* [Dataset]:
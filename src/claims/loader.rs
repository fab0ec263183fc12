//! Load claim transactions from a claims extract CSV

use super::{Basis, ClaimTransaction};
use crate::error::ReservingError;
use chrono::{Datelike, NaiveDate};
use csv::Reader;
use rust_decimal::Decimal;
use std::path::Path;

/// How to treat a malformed claim record during loading
#[derive(Debug, Clone, Copy, PartialEq, Eq, Default)]
pub enum ValidationMode {
    /// Skip the offending record with a warning and keep loading
    #[default]
    RejectRecord,
    /// Fail the whole batch on the first malformed record
    FailBatch,
}

/// Raw CSV row matching the claims extract columns
#[derive(Debug, serde::Deserialize)]
struct CsvRow {
    #[serde(rename = "accident_year")]
    accident_year: Option<i64>,
    #[serde(rename = "accident_date")]
    accident_date: Option<NaiveDate>,
    #[serde(rename = "report_date")]
    report_date: Option<NaiveDate>,
    #[serde(rename = "development_month")]
    development_month: Option<i64>,
    #[serde(rename = "line_of_business")]
    line_of_business: Option<String>,
    #[serde(rename = "geography")]
    geography: Option<String>,
    #[serde(rename = "paid_amount")]
    paid_amount: Decimal,
    #[serde(rename = "incurred_amount")]
    incurred_amount: Decimal,
}

impl CsvRow {
    /// Expand one extract row into a paid and an incurred transaction
    ///
    /// `record` is the 1-based position in the file, used in error messages.
    fn to_transactions(self, record: u64) -> Result<[ClaimTransaction; 2], ReservingError> {
        let origin_period = match (self.accident_year, self.accident_date) {
            (Some(year), _) => year,
            (None, Some(date)) => date.year() as i64,
            (None, None) => {
                return Err(ReservingError::MalformedRecord {
                    record,
                    reason: "neither accident_year nor accident_date present".to_string(),
                })
            }
        };

        let development_age = match self.development_month {
            Some(age) => age,
            None => derive_development_month(record, self.accident_date, self.report_date)?,
        };

        if origin_period < 0 || development_age < 0 {
            return Err(ReservingError::InvalidPeriod {
                record,
                origin_period,
                development_age,
            });
        }
        // Extract months are 1-based; an explicit month 0 floors to 1 the
        // same way a same-month report does on the derived path
        let development_age = development_age.max(1);

        let base = ClaimTransaction {
            origin_period: origin_period as i32,
            development_age: development_age as u32,
            amount: self.paid_amount,
            basis: Basis::Paid,
            line_of_business: self.line_of_business,
            geography: self.geography,
        };

        let incurred = ClaimTransaction {
            amount: self.incurred_amount,
            basis: Basis::Incurred,
            ..base.clone()
        };

        Ok([base, incurred])
    }
}

/// Derive the development month from accident and report dates
///
/// Matches the extract convention: whole months elapsed plus one, floored at
/// month 1 (a claim reported in its accident month is development month 1).
fn derive_development_month(
    record: u64,
    accident_date: Option<NaiveDate>,
    report_date: Option<NaiveDate>,
) -> Result<i64, ReservingError> {
    let (acc, rep) = match (accident_date, report_date) {
        (Some(acc), Some(rep)) => (acc, rep),
        _ => {
            return Err(ReservingError::MalformedRecord {
                record,
                reason: "development_month absent and accident/report dates incomplete"
                    .to_string(),
            })
        }
    };

    let months =
        (rep.year() - acc.year()) as i64 * 12 + (rep.month() as i64 - acc.month() as i64);
    Ok((months + 1).max(1))
}

/// Result of loading a claims extract
#[derive(Debug, Clone)]
pub struct LoadedClaims {
    /// Paid and incurred transactions, two per extract row
    pub transactions: Vec<ClaimTransaction>,
    /// Records skipped under `ValidationMode::RejectRecord`
    pub rejected_records: u64,
}

/// Load claim transactions from a CSV file
pub fn load_claims<P: AsRef<Path>>(
    path: P,
    mode: ValidationMode,
) -> Result<LoadedClaims, ReservingError> {
    let reader = Reader::from_path(path)?;
    load_from_csv_reader(reader, mode)
}

/// Load claim transactions from any reader (e.g., string buffer, network stream)
pub fn load_claims_from_reader<R: std::io::Read>(
    reader: R,
    mode: ValidationMode,
) -> Result<LoadedClaims, ReservingError> {
    load_from_csv_reader(Reader::from_reader(reader), mode)
}

fn load_from_csv_reader<R: std::io::Read>(
    mut reader: Reader<R>,
    mode: ValidationMode,
) -> Result<LoadedClaims, ReservingError> {
    let mut transactions = Vec::new();
    let mut rejected_records: u64 = 0;

    for (idx, result) in reader.deserialize().enumerate() {
        let record = idx as u64 + 1;

        let parsed: Result<[ClaimTransaction; 2], ReservingError> = match result {
            Ok(row) => {
                let row: CsvRow = row;
                row.to_transactions(record)
            }
            Err(e) => Err(ReservingError::Csv(e)),
        };

        match parsed {
            Ok(pair) => transactions.extend(pair),
            Err(e) => match mode {
                ValidationMode::FailBatch => return Err(e),
                ValidationMode::RejectRecord => {
                    log::warn!("Skipping claim record {}: {}", record, e);
                    rejected_records += 1;
                }
            },
        }
    }

    if rejected_records > 0 {
        log::info!(
            "Loaded {} transactions, rejected {} malformed records",
            transactions.len(),
            rejected_records
        );
    }

    Ok(LoadedClaims {
        transactions,
        rejected_records,
    })
}

#[cfg(test)]
mod tests {
    use super::*;
    use rust_decimal_macros::dec;

    const GOOD_CSV: &str = "\
accident_year,accident_date,report_date,development_month,line_of_business,geography,paid_amount,incurred_amount
2022,2022-03-10,2022-04-02,2,Motor,TX,1200.50,1500.00
2023,2023-07-21,2023-07-29,1,Property,CA,800.00,950.25
";

    #[test]
    fn test_load_expands_paid_and_incurred() {
        let loaded =
            load_claims_from_reader(GOOD_CSV.as_bytes(), ValidationMode::FailBatch).unwrap();

        assert_eq!(loaded.transactions.len(), 4);
        assert_eq!(loaded.rejected_records, 0);

        let first = &loaded.transactions[0];
        assert_eq!(first.origin_period, 2022);
        assert_eq!(first.development_age, 2);
        assert_eq!(first.basis, Basis::Paid);
        assert_eq!(first.amount, dec!(1200.50));

        let second = &loaded.transactions[1];
        assert_eq!(second.basis, Basis::Incurred);
        assert_eq!(second.amount, dec!(1500.00));
        assert_eq!(second.line_of_business.as_deref(), Some("Motor"));
    }

    #[test]
    fn test_development_month_derived_from_dates() {
        let csv = "\
accident_year,accident_date,report_date,development_month,line_of_business,geography,paid_amount,incurred_amount
2022,2022-03-10,2022-08-02,,Motor,TX,100.00,120.00
";
        let loaded = load_claims_from_reader(csv.as_bytes(), ValidationMode::FailBatch).unwrap();

        // March to August is 5 whole months, plus one
        assert_eq!(loaded.transactions[0].development_age, 6);
    }

    #[test]
    fn test_same_month_report_is_development_month_one() {
        let csv = "\
accident_year,accident_date,report_date,development_month,line_of_business,geography,paid_amount,incurred_amount
2022,2022-03-10,2022-03-28,,Motor,TX,100.00,120.00
";
        let loaded = load_claims_from_reader(csv.as_bytes(), ValidationMode::FailBatch).unwrap();
        assert_eq!(loaded.transactions[0].development_age, 1);
    }

    #[test]
    fn test_explicit_month_zero_floors_to_one() {
        let csv = "\
accident_year,accident_date,report_date,development_month,line_of_business,geography,paid_amount,incurred_amount
2022,,,0,Motor,TX,100.00,120.00
";
        let loaded = load_claims_from_reader(csv.as_bytes(), ValidationMode::FailBatch).unwrap();

        // Same convention as the derived path: development month 1 at minimum
        assert_eq!(loaded.transactions[0].development_age, 1);
        assert_eq!(loaded.rejected_records, 0);
    }

    #[test]
    fn test_reject_record_skips_negative_age() {
        let csv = "\
accident_year,accident_date,report_date,development_month,line_of_business,geography,paid_amount,incurred_amount
2022,,,-3,Motor,TX,100.00,120.00
2023,,,1,Motor,TX,50.00,60.00
";
        let loaded = load_claims_from_reader(csv.as_bytes(), ValidationMode::RejectRecord).unwrap();

        assert_eq!(loaded.rejected_records, 1);
        assert_eq!(loaded.transactions.len(), 2);
        assert_eq!(loaded.transactions[0].origin_period, 2023);
    }

    #[test]
    fn test_fail_batch_stops_on_negative_age() {
        let csv = "\
accident_year,accident_date,report_date,development_month,line_of_business,geography,paid_amount,incurred_amount
2022,,,-3,Motor,TX,100.00,120.00
";
        let err = load_claims_from_reader(csv.as_bytes(), ValidationMode::FailBatch).unwrap_err();
        assert!(matches!(err, ReservingError::InvalidPeriod { .. }));
    }
}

* [Action item]: Among the lines above, find those holding "serde" and copy each one.

* [Exercise answer]:
#[derive(Debug, serde::Deserialize)]
    #[serde(rename = "accident_year")]
    #[serde(rename = "accident_date")]
    #[serde(rename = "report_date")]
    #[serde(rename = "development_month")]
    #[serde(rename = "line_of_business")]
    #[serde(rename = "geography")]
    #[serde(rename = "paid_amount")]
    #[serde(rename = "incurred_amount")]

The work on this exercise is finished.